What the task requires
The listing below holds a line with "use atc::screen::VirtualScreen;" and a line with "for chunk in chunks". Reproduce those two lines exactly, plus everything between them.
= = =
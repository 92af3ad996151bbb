//! Error types for playback management
//!
//! Transport operations on the engine never fail. Errors only cross the
//! seams where the engine meets the outside world: the audio output,
//! configuration, and the JS boundary.

use thiserror::Error;

/// Playback errors
#[derive(Debug, Error)]
pub enum PlaybackError {
    /// Audio output (load, play, seek, ...) failed
    #[error("Audio output error: {0}")]
    Output(String),

    /// Invalid configuration value
    #[error("Invalid configuration: {0}")]
    InvalidConfig(String),

    /// Invalid argument (unknown mode name, unparsable song, ...)
    #[error("Invalid argument: {0}")]
    InvalidArgument(String),
}

/// Result type for playback operations
pub type Result<T> = std::result::Result<T, PlaybackError>;
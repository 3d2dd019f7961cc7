//! Offline transcript analysis.
//!
//! Scans a captured raw transcript in a single pass and reports what the
//! live filters would have to deal with: duplicate-line ratios, frame
//! boundary counts and sizes, animation density, and a recommended
//! configuration derived from those measurements. Pure reporting - nothing
//! here touches the live pipeline, and nothing here fails hard.

use std::collections::HashMap;

use serde::Serialize;

use crate::classify::{LineCategory, LineClassifier};
use crate::config::{CompactConfig, CompactMode};
use crate::escape::{strip_ansi, visible_line};
use crate::frame::{mask_numbers, FrameSegmenter};

/// Per-category line counts.
#[derive(Debug, Default, Clone, Serialize)]
pub struct CategoryCounts {
    pub status_animation: usize,
    pub box_drawing: usize,
    pub tool_invocation: usize,
    pub tool_result_transient: usize,
    pub tool_result_final: usize,
    pub command_echo: usize,
    pub greeting_fragment: usize,
    pub tip: usize,
    pub plain_content: usize,
    pub empty: usize,
}

/// Frame size distribution over the capture.
#[derive(Debug, Default, Clone, Serialize)]
pub struct FrameStats {
    pub frame_count: usize,
    pub min_lines: usize,
    pub max_lines: usize,
    pub avg_lines: f64,
    /// Fraction of consecutive frame pairs with identical normalized text
    pub duplicate_frame_ratio: f64,
}

/// Recommended filter configuration derived from the measurements.
#[derive(Debug, Clone, Serialize)]
pub struct Recommendation {
    pub mode: CompactMode,
    pub strip_ansi: bool,
    pub normalize_numbers: bool,
    pub min_frame_interval_ms: u64,
    pub reason: String,
}

/// Full report for one analyzed transcript.
#[derive(Debug, Clone, Serialize)]
pub struct TranscriptReport {
    pub total_bytes: usize,
    pub visible_bytes: usize,
    pub total_lines: usize,
    pub unique_lines: usize,
    /// Fraction of lines that repeat an earlier line (after number masking)
    pub duplicate_line_ratio: f64,
    /// Fraction of lines that are status/spinner animation
    pub animation_density: f64,
    pub categories: CategoryCounts,
    pub frames: FrameStats,
    pub recommendation: Recommendation,
}

/// Single-pass offline analyzer.
pub struct PatternAnalyzer {
    classifier: LineClassifier,
}

impl PatternAnalyzer {
    pub fn new(classifier: LineClassifier) -> Self {
        Self { classifier }
    }

    /// Analyze one captured transcript.
    pub fn analyze(&self, raw: &str) -> TranscriptReport {
        let stripped = strip_ansi(raw);

        let mut categories = CategoryCounts::default();
        let mut line_counts: HashMap<String, usize> = HashMap::new();
        let mut total_lines = 0usize;
        let mut status_lines = 0usize;

        for raw_line in stripped.lines() {
            total_lines += 1;
            let visible = visible_line(raw_line);
            let masked = mask_numbers(&visible);
            *line_counts.entry(masked).or_insert(0) += 1;

            match self.classifier.classify(&visible) {
                LineCategory::StatusAnimation => {
                    categories.status_animation += 1;
                    status_lines += 1;
                }
                LineCategory::BoxDrawing => categories.box_drawing += 1,
                LineCategory::ToolInvocation => categories.tool_invocation += 1,
                LineCategory::ToolResult(state) => {
                    use crate::classify::ResultState;
                    match state {
                        ResultState::Transient => categories.tool_result_transient += 1,
                        ResultState::Final => categories.tool_result_final += 1,
                    }
                }
                LineCategory::CommandEcho => categories.command_echo += 1,
                LineCategory::GreetingFragment => categories.greeting_fragment += 1,
                LineCategory::Tip => categories.tip += 1,
                LineCategory::PlainContent => categories.plain_content += 1,
                LineCategory::Empty => categories.empty += 1,
            }
        }

        let unique_lines = line_counts.len();
        let duplicate_line_ratio = if total_lines > 0 {
            (total_lines - unique_lines) as f64 / total_lines as f64
        } else {
            0.0
        };
        let animation_density = if total_lines > 0 {
            status_lines as f64 / total_lines as f64
        } else {
            0.0
        };

        let frames = self.measure_frames(raw);
        let recommendation =
            self.recommend(duplicate_line_ratio, animation_density, &frames, raw, &stripped);

        TranscriptReport {
            total_bytes: raw.len(),
            visible_bytes: stripped.len(),
            total_lines,
            unique_lines,
            duplicate_line_ratio,
            animation_density,
            categories,
            frames,
            recommendation,
        }
    }

    fn measure_frames(&self, raw: &str) -> FrameStats {
        let mut segmenter = FrameSegmenter::new(true);
        let mut frames = segmenter.push(raw);
        if let Some(last) = segmenter.flush() {
            frames.push(last);
        }

        if frames.is_empty() {
            return FrameStats::default();
        }

        let line_counts: Vec<usize> = frames.iter().map(|f| f.line_count).collect();
        let min_lines = line_counts.iter().copied().min().unwrap_or(0);
        let max_lines = line_counts.iter().copied().max().unwrap_or(0);
        let avg_lines = line_counts.iter().sum::<usize>() as f64 / line_counts.len() as f64;

        let duplicate_pairs = frames
            .windows(2)
            .filter(|pair| pair[0].hash == pair[1].hash)
            .count();
        let duplicate_frame_ratio = if frames.len() > 1 {
            duplicate_pairs as f64 / (frames.len() - 1) as f64
        } else {
            0.0
        };

        FrameStats {
            frame_count: frames.len(),
            min_lines,
            max_lines,
            avg_lines,
            duplicate_frame_ratio,
        }
    }

    fn recommend(
        &self,
        duplicate_line_ratio: f64,
        animation_density: f64,
        frames: &FrameStats,
        raw: &str,
        stripped: &str,
    ) -> Recommendation {
        let escape_overhead = if raw.is_empty() {
            0.0
        } else {
            raw.len().saturating_sub(stripped.len()) as f64 / raw.len() as f64
        };
        let strip = escape_overhead > 0.02;

        let (mode, reason) = if duplicate_line_ratio > 0.5 || animation_density > 0.3 {
            (
                CompactMode::SmartReconstruct,
                format!(
                    "heavy animation ({:.0}% duplicate lines, {:.0}% status lines); \
                     full reconstruction recovers the settled transcript",
                    duplicate_line_ratio * 100.0,
                    animation_density * 100.0
                ),
            )
        } else if frames.frame_count > 3 && frames.duplicate_frame_ratio > 0.2 {
            (
                CompactMode::Frame,
                format!(
                    "{} frames with {:.0}% consecutive duplicates; frame dedup suffices",
                    frames.frame_count,
                    frames.duplicate_frame_ratio * 100.0
                ),
            )
        } else {
            (
                CompactMode::Aggressive,
                "low redraw activity; line-level chrome filtering is enough".to_string(),
            )
        };

        let min_frame_interval_ms = if animation_density > 0.3 { 1000 } else { 500 };

        Recommendation {
            mode,
            strip_ansi: strip,
            normalize_numbers: duplicate_line_ratio > 0.1,
            min_frame_interval_ms,
            reason,
        }
    }

    /// Build a full config from a report's recommendation.
    pub fn recommended_config(report: &TranscriptReport) -> CompactConfig {
        CompactConfig {
            mode: report.recommendation.mode,
            strip_ansi: report.recommendation.strip_ansi,
            normalize_numbers: report.recommendation.normalize_numbers,
            min_frame_interval_ms: report.recommendation.min_frame_interval_ms,
            ..CompactConfig::default()
        }
    }
}

impl Default for PatternAnalyzer {
    fn default() -> Self {
        Self::new(LineClassifier::default())
    }
}
//! Frame deduplication state machine.
//!
//! Decides, for each captured frame, whether it carries enough new
//! information to emit. Exact duplicates (after number masking) are always
//! dropped; frames arriving faster than the minimum interval are parked in
//! a bounded pending buffer so a fast redraw loop cannot starve emission.
//!
//! Nothing in here can fail: content we cannot compare is treated as
//! significant and emitted, preferring residual noise over silent loss.

use std::collections::HashSet;
use std::time::{Duration, Instant};

use tracing::debug;

use crate::classify::LineClassifier;
use crate::frame::Frame;

/// Line-count delta above which a frame is always significant.
const SIGNIFICANT_LINE_DELTA: usize = 5;

/// Fraction of differing aligned lines above which a frame is significant.
const SIGNIFICANT_CHANGE_RATIO: f64 = 0.20;

/// What the deduplicator remembers about the last frame it let through.
struct EmittedFrame {
    hash: u64,
    normalized_lines: Vec<String>,
    line_count: usize,
    emitted_at: Instant,
}

pub struct FrameDeduplicator {
    last: Option<EmittedFrame>,
    pending: Vec<Frame>,
    max_pending: usize,
    min_interval: Duration,
    classifier: LineClassifier,
    /// Emit stripped text (true) or the raw capture (false)
    strip_ansi: bool,
    emitted_count: usize,
    discarded_count: usize,
}

impl FrameDeduplicator {
    pub fn new(min_interval: Duration, max_pending: usize, classifier: LineClassifier) -> Self {
        Self {
            last: None,
            pending: Vec::new(),
            max_pending,
            min_interval,
            classifier,
            strip_ansi: true,
            emitted_count: 0,
            discarded_count: 0,
        }
    }

    /// Keep escape sequences in emitted frames instead of stripping them.
    pub fn with_raw_output(mut self) -> Self {
        self.strip_ansi = false;
        self
    }

    /// Process one frame; returns formatted text when the frame is emitted.
    pub fn process(&mut self, frame: Frame) -> Option<String> {
        let Some(last) = &self.last else {
            // First frame ever is always emitted
            return Some(self.emit(frame));
        };

        if frame.hash == last.hash {
            self.discarded_count += 1;
            debug!(hash = frame.hash, "frame discarded: exact duplicate");
            return None;
        }

        if last.emitted_at.elapsed() < self.min_interval {
            self.pending.push(frame);
            if self.pending.len() >= self.max_pending {
                // Buffer full: force-emit the newest so output cannot starve
                let newest = self.pending.pop().expect("buffer is at capacity");
                self.discarded_count += self.pending.len();
                self.pending.clear();
                debug!("pending buffer full, force-emitting newest frame");
                return Some(self.emit(newest));
            }
            return None;
        }

        if self.is_significant(last, &frame) {
            self.discarded_count += self.pending.len();
            self.pending.clear();
            Some(self.emit(frame))
        } else {
            // Parked frames are older than the one being discarded; a later
            // flush must not resurface them as the stream's final state
            self.discarded_count += 1 + self.pending.len();
            self.pending.clear();
            debug!(hash = frame.hash, "frame discarded: insignificant change");
            None
        }
    }

    /// End of stream: reconcile the pending buffer so the final state of a
    /// fast redraw loop is not lost.
    pub fn flush(&mut self) -> Option<String> {
        let newest = self.pending.pop()?;
        self.discarded_count += self.pending.len();
        self.pending.clear();
        let duplicate = self
            .last
            .as_ref()
            .map(|l| l.hash == newest.hash)
            .unwrap_or(false);
        if duplicate {
            self.discarded_count += 1;
            None
        } else {
            Some(self.emit(newest))
        }
    }

    pub fn emitted_count(&self) -> usize {
        self.emitted_count
    }

    pub fn discarded_count(&self) -> usize {
        self.discarded_count
    }

    /// Significant change: large line-count delta, or enough aligned lines
    /// differing after number masking.
    fn is_significant(&self, last: &EmittedFrame, frame: &Frame) -> bool {
        let delta = frame.line_count.abs_diff(last.line_count);
        if delta > SIGNIFICANT_LINE_DELTA {
            return true;
        }
        let new_lines = frame.normalized_lines();
        let total = new_lines.len().max(last.normalized_lines.len());
        if total == 0 {
            // Nothing to compare: conservatively significant
            return true;
        }
        let aligned_diff = new_lines
            .iter()
            .zip(last.normalized_lines.iter())
            .filter(|(a, b)| **a != b.as_str())
            .count();
        let differing = aligned_diff + new_lines.len().abs_diff(last.normalized_lines.len());
        differing as f64 / total as f64 > SIGNIFICANT_CHANGE_RATIO
    }

    fn emit(&mut self, frame: Frame) -> String {
        let text = self.format_frame(&frame);
        self.last = Some(EmittedFrame {
            hash: frame.hash,
            normalized_lines: frame.normalized.lines().map(String::from).collect(),
            line_count: frame.line_count,
            emitted_at: Instant::now(),
        });
        self.emitted_count += 1;
        debug!(lines = frame.line_count, "frame emitted");
        text
    }

    /// Collapse status lines to first+last and drop exact duplicate lines,
    /// preserving first-occurrence order.
    fn format_frame(&self, frame: &Frame) -> String {
        let text = if self.strip_ansi {
            &frame.stripped
        } else {
            &frame.raw
        };
        let lines: Vec<&str> = text.lines().collect();

        let status_indices: Vec<usize> = lines
            .iter()
            .enumerate()
            .filter(|(_, l)| self.classifier.is_status_line(l.trim()))
            .map(|(i, _)| i)
            .collect();
        let first_status = status_indices.first().copied();
        let last_status = status_indices.last().copied();

        let mut seen = HashSet::new();
        let mut out = String::new();
        for (i, line) in lines.iter().enumerate() {
            if status_indices.contains(&i)
                && Some(i) != first_status
                && Some(i) != last_status
            {
                continue;
            }
            if !line.trim().is_empty() && !seen.insert(*line) {
                continue;
            }
            out.push_str(line);
            out.push('\n');
        }
        out
    }
}
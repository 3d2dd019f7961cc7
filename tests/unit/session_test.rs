//! Session-level tests: realistic captures through each mode.

use atc::config::{CompactConfig, CompactMode};
use atc::session::CompactSession;

use crate::helpers::{greeting_banner, spinner_redraw_loop, FRAME_BOUNDARY};

/// A capture resembling a short real agent session: greeting, command,
/// animated tool call, result, closing summary.
fn realistic_capture() -> String {
    format!(
        "{greeting}\
> fix the flaky test\n\
{spin1}\
● Bash(cargo test)\n\
⎿ Running…\n\
{spin2}\
● Bash(cargo test)\n\
⎿ 42 tests passed\n\
\n\
The flaky test was caused by an unseeded RNG. I pinned the seed.\n",
        greeting = greeting_banner(),
        spin1 = spinner_redraw_loop(4),
        spin2 = spinner_redraw_loop(3),
    )
}

fn run(mode: CompactMode, input: &str) -> String {
    let config = CompactConfig {
        mode,
        ..CompactConfig::default()
    };
    let mut session = CompactSession::new(&config);
    let mut out = session.process_chunk(input);
    out.push_str(&session.flush());
    out
}

#[test]
fn smart_mode_produces_clean_transcript() {
    let out = run(CompactMode::SmartReconstruct, &realistic_capture());

    assert!(out.contains("Welcome to the Agent CLI"));
    assert!(out.contains("> fix the flaky test"));
    assert_eq!(out.matches("● Bash(cargo test)").count(), 1);
    assert!(out.contains("⎿ 42 tests passed"));
    assert!(!out.contains("Running…"));
    assert!(out.contains("unseeded RNG"));
    // The animated spinner must not survive as repeated lines
    assert!(out.matches("Baking").count() <= 2);
}

#[test]
fn aggressive_mode_keeps_command_and_results() {
    let out = run(CompactMode::Aggressive, &realistic_capture());
    assert!(out.contains("> fix the flaky test"));
    assert!(out.contains("⎿ 42 tests passed"));
    assert!(out.contains("unseeded RNG"));
}

#[test]
fn frame_mode_collapses_redraw_loop() {
    let input = format!("{}all finished now\n", spinner_redraw_loop(30));
    let out = run(CompactMode::Frame, &input);
    // Thirty repaints of the same masked frame collapse to one
    assert_eq!(out.matches("Baking").count(), 1);
    assert!(out.contains("all finished now"));
}

#[test]
fn flush_is_safe_on_empty_session() {
    for mode in [
        CompactMode::Frame,
        CompactMode::Aggressive,
        CompactMode::SmartReconstruct,
    ] {
        let config = CompactConfig {
            mode,
            ..CompactConfig::default()
        };
        let mut session = CompactSession::new(&config);
        assert_eq!(session.flush(), "", "{:?} flush on empty input", mode);
    }
}

#[test]
fn sessions_are_independent() {
    let config = CompactConfig {
        mode: CompactMode::Aggressive,
        ..CompactConfig::default()
    };
    let mut a = CompactSession::new(&config);
    let mut b = CompactSession::new(&config);

    a.process_chunk("✻ Baking… (1s)\n");
    // Session b never saw a status line; its buffer must be empty
    let out_b = b.process_chunk("plain line for b\n");
    assert!(out_b.contains("plain line for b"));
    assert_eq!(b.flush(), "");

    let mut out_a = String::new();
    out_a.push_str(&a.process_chunk("✻ Baking… (9s)\n"));
    out_a.push_str(&a.flush());
    assert!(out_a.contains("(9s)"));
}

#[test]
fn boundary_split_mid_sequence_between_chunks() {
    let config = CompactConfig {
        mode: CompactMode::Frame,
        ..CompactConfig::default()
    };
    let mut session = CompactSession::new(&config);
    let mut out = String::new();
    // Split the boundary escape sequence across two chunks
    let (head, tail) = FRAME_BOUNDARY.split_at(4);
    out.push_str(&session.process_chunk(&format!("frame one text\n{}", head)));
    out.push_str(&session.process_chunk(&format!("{}frame two text\n", tail)));
    out.push_str(&session.flush());
    assert!(out.contains("frame one text"));
    assert!(out.contains("frame two text"));
}
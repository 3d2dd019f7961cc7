//! Cross-module behavioral properties of the compaction engine.

use atc::config::{CompactConfig, CompactMode};
use atc::escape::strip_ansi;
use atc::session::CompactSession;
use atc::status::StatusLineBuffer;
use atc::screen::VirtualScreen;

use crate::helpers::{
    greeting_banner, spinner, spinner_redraw_loop, tool_call_with_transients, FRAME_BOUNDARY,
};

fn run_session(mode: CompactMode, chunks: &[&str]) -> String {
    let config = CompactConfig {
        mode,
        ..CompactConfig::default()
    };
    let mut session = CompactSession::new(&config);
    let mut out = String::new();
    for chunk in chunks {
        out.push_str(&session.process_chunk(chunk));
    }
    out.push_str(&session.flush());
    out
}

#[test]
fn stripping_twice_equals_stripping_once() {
    let inputs = [
        "\x1b[2K\x1b[1A\x1b[38;5;174mtext\x1b[0m",
        "plain with no sequences",
        "\x1b]0;title\x07body\x1b[?25l",
        "✻ Baking… (3s)\x1b[K",
    ];
    for input in inputs {
        let once = strip_ansi(input);
        assert_eq!(strip_ansi(&once), once, "not idempotent for {:?}", input);
    }
}

#[test]
fn emitted_content_order_matches_input_order() {
    let input = format!(
        "{}> add a feature\n{}step one done here\n{}step two done here\n",
        greeting_banner(),
        spinner_redraw_loop(5),
        spinner_redraw_loop(3),
    );
    for mode in [CompactMode::Aggressive, CompactMode::SmartReconstruct] {
        let out = run_session(mode, &[&input]);
        let cmd = out.find("> add a feature").expect("command echo kept");
        let one = out.find("step one done here").expect("step one kept");
        let two = out.find("step two done here").expect("step two kept");
        assert!(cmd < one && one < two, "order broken in {:?} mode", mode);
    }
}

#[test]
fn identical_frame_fed_n_times_emits_once() {
    let frame: String = (0..12).map(|i| format!("row number {} here\n", i)).collect();
    let mut input = String::new();
    for _ in 0..6 {
        input.push_str(&frame);
        input.push_str(FRAME_BOUNDARY);
    }
    let out = run_session(CompactMode::Frame, &[&input]);
    assert_eq!(out.matches("row number 0 here").count(), 1);
}

#[test]
fn status_line_first_and_final_value_retained() {
    let mut buf = StatusLineBuffer::default();
    let mut out = Vec::new();
    for i in [3, 4, 5] {
        if let Some(line) = buf.process_line(&spinner(i)) {
            out.push(line);
        }
    }
    if let Some(line) = buf.flush() {
        out.push(line);
    }
    assert_eq!(out, vec![spinner(3), spinner(5)]);
}

#[test]
fn status_line_seen_once_emitted_exactly_once() {
    let mut buf = StatusLineBuffer::default();
    let mut emitted = 0;
    if buf.process_line(&spinner(7)).is_some() {
        emitted += 1;
    }
    if buf.flush().is_some() {
        emitted += 1;
    }
    assert_eq!(emitted, 1);
}

#[test]
fn greeting_survives_arbitrary_chunking() {
    let input = format!("{}hello from the model\n", greeting_banner());
    let whole = run_session(CompactMode::SmartReconstruct, &[&input]);

    // Re-run with every chunk size from 1 to 7 bytes (char-aligned)
    for size in 1..=7 {
        let chars: Vec<char> = input.chars().collect();
        let chunks: Vec<String> = chars
            .chunks(size)
            .map(|c| c.iter().collect::<String>())
            .collect();
        let refs: Vec<&str> = chunks.iter().map(String::as_str).collect();
        let out = run_session(CompactMode::SmartReconstruct, &refs);
        assert_eq!(out, whole, "chunk size {} changed the output", size);
    }

    // And the banner is one contiguous block
    let start = whole.find('╭').expect("banner start");
    let end = whole.find('╰').expect("banner end");
    let banner_region = &whole[start..end];
    assert!(
        !banner_region.contains("hello from the model"),
        "banner interleaved with content"
    );
}

#[test]
fn virtual_screens_converge_on_same_script() {
    let script = format!(
        "{}\r\n{}{}\r\n{}{}\r\ndone\r\n",
        spinner(1),
        FRAME_BOUNDARY,
        spinner(2),
        FRAME_BOUNDARY,
        spinner(3)
    );
    let mut a = VirtualScreen::new(120, 40);
    let mut b = VirtualScreen::new(120, 40);
    a.write(&script);
    for chunk in script.chars().collect::<Vec<_>>().chunks(2) {
        b.write(&chunk.iter().collect::<String>());
    }
    assert_eq!(a.snapshot(), b.snapshot());
}

#[test]
fn transient_tool_result_suppressed() {
    let out = run_session(CompactMode::SmartReconstruct, &[&tool_call_with_transients()]);
    let lines: Vec<&str> = out.lines().collect();
    assert_eq!(lines, vec!["● Read(src/main.rs)", "⎿ Found 40 lines"]);
}

#[test]
fn three_empty_lines_collapse_to_one() {
    let out = run_session(
        CompactMode::SmartReconstruct,
        &["real first line\n\n\n\nreal second line\n"],
    );
    let lines: Vec<&str> = out.lines().collect();
    assert_eq!(lines, vec!["real first line", "", "real second line"]);
}

#[test]
fn compaction_shrinks_animated_capture() {
    let input = format!("{}{}", spinner_redraw_loop(50), "final answer text\n");
    for mode in [
        CompactMode::Frame,
        CompactMode::Aggressive,
        CompactMode::SmartReconstruct,
    ] {
        let out = run_session(mode, &[&input]);
        assert!(
            out.len() < input.len() / 4,
            "{:?} mode only shrank {} -> {}",
            mode,
            input.len(),
            out.len()
        );
    }
}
= = =
The answer
use atc::screen::VirtualScreen;

use crate::helpers::{
    greeting_banner, spinner, spinner_redraw_loop, tool_call_with_transients, FRAME_BOUNDARY,
};

fn run_session(mode: CompactMode, chunks: &[&str]) -> String {
    let config = CompactConfig {
        mode,
        ..CompactConfig::default()
    };
    let mut session = CompactSession::new(&config);
    let mut out = String::new();
    for chunk in chunks {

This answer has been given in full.